# Internet USB tethering problem



## Psychedelic (Jul 25, 2013)

So... i was using my freebsd with my HTC that have usb tethering but it have two option for tethering windows and mac osx with the os x option works fine but now my htc is broken so i have zte blade 3 now but it has no mac osx option and when i put the wifi on and tethering bsd does not recognize it as ue0 or something only storage
can anyone help me with this i have searched everywhere and cannot find solution
im with freebsd 9.1 *[ Totally unacceptable -- Mod. ]*

I was using my FreeBSD with my HTC, which has USB tethering, but I have two options for tethering: Windows and Mac OSX. With Mac OSX it works fine, but now my HTC is broken. I have a ZTE Blade 3 now, but it has no Mac OSX option. When I turn the WiFi on and tethering, FreeBSD does not recognize it as ue0 or something, only storage. Can anyone help me with this? I have searched everywhere and can't find a solution.

I'm using FreeBSD 9.1.


----------



## Chris_H (Jul 31, 2013)

Greetings,

I only have experience with the HTC (EVO), for use as both storage, and tethering on FreeBSD. While I have no experience with your new model, I wonder if it has anything to do with your "tethering" app. For example, my cell provider insisted that in order to have/use tethering, I needed to _purchase_ it (as an additional service), even tho I had the app on my device.
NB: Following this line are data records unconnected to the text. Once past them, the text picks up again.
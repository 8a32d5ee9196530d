use std::env;
use std::fmt;

use config::Config as ConfigBuilder;
use config::ConfigError;
use config::Environment;
use config::File;
use serde::Deserialize;

use crate::account::models::AccountDetails;
use crate::account::models::EmailAddress;
use crate::account::models::RegisterAccountCommand;
use crate::account::models::Username;

#[derive(Debug, Deserialize, Clone)]
pub struct Config {
    pub database: DatabaseConfig,
    pub server: ServerConfig,
    pub jwt: JwtConfig,
    pub kafka: KafkaConfig,
    #[serde(default)]
    pub events: EventsConfig,
    /// Administrator created at startup when no account holds its username.
    #[serde(default)]
    pub bootstrap_admin: Option<BootstrapAdminConfig>,
}

#[derive(Debug, Deserialize, Clone)]
pub struct DatabaseConfig {
    pub url: String,
    #[serde(default = "default_max_connections")]
    pub max_connections: u32,
}

#[derive(Debug, Deserialize, Clone)]
pub struct ServerConfig {
    pub http_port: u16,
}

#[derive(Debug, Deserialize, Clone)]
pub struct JwtConfig {
    pub secret: String,
    #[serde(default = "default_access_token_ttl_secs")]
    pub access_token_ttl_secs: i64,
    #[serde(default = "default_refresh_token_ttl_secs")]
    pub refresh_token_ttl_secs: i64,
}

#[derive(Debug, Deserialize, Clone)]
pub struct KafkaConfig {
    pub brokers: String,
    pub topic: String,
}

#[derive(Debug, Deserialize, Clone)]
pub struct EventsConfig {
    #[serde(default = "default_publish_timeout_ms")]
    pub publish_timeout_ms: u64,
}

impl Default for EventsConfig {
    fn default() -> Self {
        Self {
            publish_timeout_ms: default_publish_timeout_ms(),
        }
    }
}

#[derive(Deserialize, Clone)]
pub struct BootstrapAdminConfig {
    pub username: String,
    pub email: String,
    pub password: String,
    #[serde(default = "default_admin_level")]
    pub admin_level: String,
}

impl fmt::Debug for BootstrapAdminConfig {
    fn fmt(&self, f: &mut fmt::Formatter<'_>) -> fmt::Result {
        f.debug_struct("BootstrapAdminConfig")
            .field("username", &self.username)
            .field("email", &self.email)
            .field("password", &"<redacted>")
            .field("admin_level", &self.admin_level)
            .finish()
    }
}

impl BootstrapAdminConfig {
    const MIN_PASSWORD_LENGTH: usize = 6;

    /// Registration command for the configured administrator.
    pub fn to_command(&self) -> Result<RegisterAccountCommand, ConfigError> {
        let username = Username::new(self.username.clone())
            .map_err(|e| ConfigError::Message(format!("bootstrap_admin.username: {}", e)))?;
        let email = EmailAddress::new(self.email.clone())
            .map_err(|e| ConfigError::Message(format!("bootstrap_admin.email: {}", e)))?;
        if self.password.chars().count() < Self::MIN_PASSWORD_LENGTH {
            return Err(ConfigError::Message(format!(
                "bootstrap_admin.password must be at least {} characters",
                Self::MIN_PASSWORD_LENGTH
            )));
        }

        Ok(RegisterAccountCommand::new(
            username,
            email,
            self.password.clone(),
            AccountDetails::Admin {
                admin_level: self.admin_level.clone(),
            },
        ))
    }
}

fn default_admin_level() -> String {
    "SUPER".to_string()
}

fn default_max_connections() -> u32 {
    5
}

fn default_access_token_ttl_secs() -> i64 {
    24 * 60 * 60
}

fn default_refresh_token_ttl_secs() -> i64 {
    7 * 24 * 60 * 60
}

fn default_publish_timeout_ms() -> u64 {
    2_000
}

impl Config {
    const MIN_SECRET_BYTES: usize = 32;

    /// Load configuration from files with environment variable overrides
    ///
    /// Priority (highest to lowest):
    /// 1. Environment variables (DATABASE__URL, JWT__SECRET, etc.)
    /// 2. Environment-specific config file (config/{environment}.toml)
    /// 3. Default config file (config/default.toml)
    pub fn load() -> Result<Self, ConfigError> {
        let run_mode = env::var("RUN_MODE").unwrap_or_else(|_| "development".to_string());

        let configuration = ConfigBuilder::builder()
            .add_source(File::with_name("config/default").required(false))
            .add_source(File::with_name(&format!("config/{}", run_mode)).required(false))
            // DATABASE__URL=postgres://... overrides database.url
            .add_source(Environment::with_prefix("").separator("__"))
            .build()?;

        let config: Config = configuration.try_deserialize()?;
        config.validate()?;

        Ok(config)
    }

    /// Reject settings the token codec cannot run with.
    pub fn validate(&self) -> Result<(), ConfigError> {
        if self.jwt.secret.len() < Self::MIN_SECRET_BYTES {
            return Err(ConfigError::Message(format!(
                "jwt.secret must be at least {} bytes",
                Self::MIN_SECRET_BYTES
            )));
        }
        if self.jwt.access_token_ttl_secs <= 0 {
            return Err(ConfigError::Message(
                "jwt.access_token_ttl_secs must be positive".to_string(),
            ));
        }
        if self.jwt.refresh_token_ttl_secs <= self.jwt.access_token_ttl_secs {
            return Err(ConfigError::Message(
                "jwt.refresh_token_ttl_secs must exceed jwt.access_token_ttl_secs".to_string(),
            ));
        }
        if let Some(admin) = &self.bootstrap_admin {
            admin.to_command()?;
        }
        Ok(())
    }
}

#[cfg(test)]
mod tests {
    use super::*;

    fn config(secret: &str, access: i64, refresh: i64) -> Config {
        Config {
            database: DatabaseConfig {
                url: "postgres://localhost/identity".to_string(),
                max_connections: 5,
            },
            server: ServerConfig { http_port: 8081 },
            jwt: JwtConfig {
                secret: secret.to_string(),
                access_token_ttl_secs: access,
                refresh_token_ttl_secs: refresh,
            },
            kafka: KafkaConfig {
                brokers: "localhost:9092".to_string(),
                topic: "auth-events".to_string(),
            },
            events: EventsConfig::default(),
            bootstrap_admin: None,
        }
    }

    fn bootstrap_admin(username: &str, password: &str) -> BootstrapAdminConfig {
        BootstrapAdminConfig {
            username: username.to_string(),
            email: "root@example.com".to_string(),
            password: password.to_string(),
            admin_level: default_admin_level(),
        }
    }

    const SECRET: &str = "0123456789abcdef0123456789abcdef";

    #[test]
    fn test_validate_accepts_defaults() {
        let config = config(
            SECRET,
            default_access_token_ttl_secs(),
            default_refresh_token_ttl_secs(),
        );

        assert!(config.validate().is_ok());
    }

    #[test]
    fn test_validate_rejects_refresh_not_longer_than_access() {
        assert!(config(SECRET, 3600, 3600).validate().is_err());
        assert!(config(SECRET, 3600, 60).validate().is_err());
    }

    #[test]
    fn test_validate_rejects_short_secret() {
        assert!(config("too-short", 3600, 7200).validate().is_err());
    }

    #[test]
    fn test_bootstrap_admin_builds_admin_command() {
        let command = bootstrap_admin("rootadmin", "Adm1nP@ss").to_command().unwrap();

        assert_eq!(command.username.as_str(), "rootadmin");
        assert_eq!(
            command.details,
            AccountDetails::Admin {
                admin_level: "SUPER".to_string()
            }
        );
    }

    #[test]
    fn test_validate_rejects_weak_bootstrap_admin() {
        let mut config = config(SECRET, 3600, 7200);
        config.bootstrap_admin = Some(bootstrap_admin("rootadmin", "short"));

        assert!(config.validate().is_err());
    }

    #[test]
    fn test_bootstrap_admin_debug_hides_password() {
        let debug = format!("{:?}", bootstrap_admin("rootadmin", "Adm1nP@ss"));

        assert!(!debug.contains("Adm1nP@ss"));
    }
}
A bit of searching revealed that there was an Open Source tethering app on the Google code repository. Switching to the Open Source version, worked a champ; After starting it, then plugging it into my FreeBSD box. I had no issue(s) gaining access to the interweb from FreeBSD through my cell phone. 

HTH

--chris


----------



## Psychedelic (Aug 7, 2013)

Thanks for the reply! Can you tell me the name of the app that you have used?


----------



## Chris_H (Aug 8, 2013)

Well, it's been over a year. But the one I have installed appears to have come from a package/archive named wifi_tether-v2, or wifi_tether_v3. A search of the name "wifi tether" on the Google Code website should yield the results you need. It's open source, and I should probably also note that; given that it _doesn't_ come from an _official_ package repository/store, you may need to adjust the installation policies on your phone.

Best wishes.

--chris


----------



## Psychedelic (Aug 8, 2013)

Is this the app? I have tried this with no success...


----------



## Chris_H (Aug 10, 2013)

Yes. That appears to be it, alright. You did take note, that your phone must be rooted. Right? Thought I should mention it, just in case. 

Did you read all the documentation, like the FAQ? You should read as much of the documents, as appears to apply. 

Best wishes.

--chris

P.S. You might also want to have a look in the XDA developer forums. Use the links on the left, to find the correct forum for your model.


----------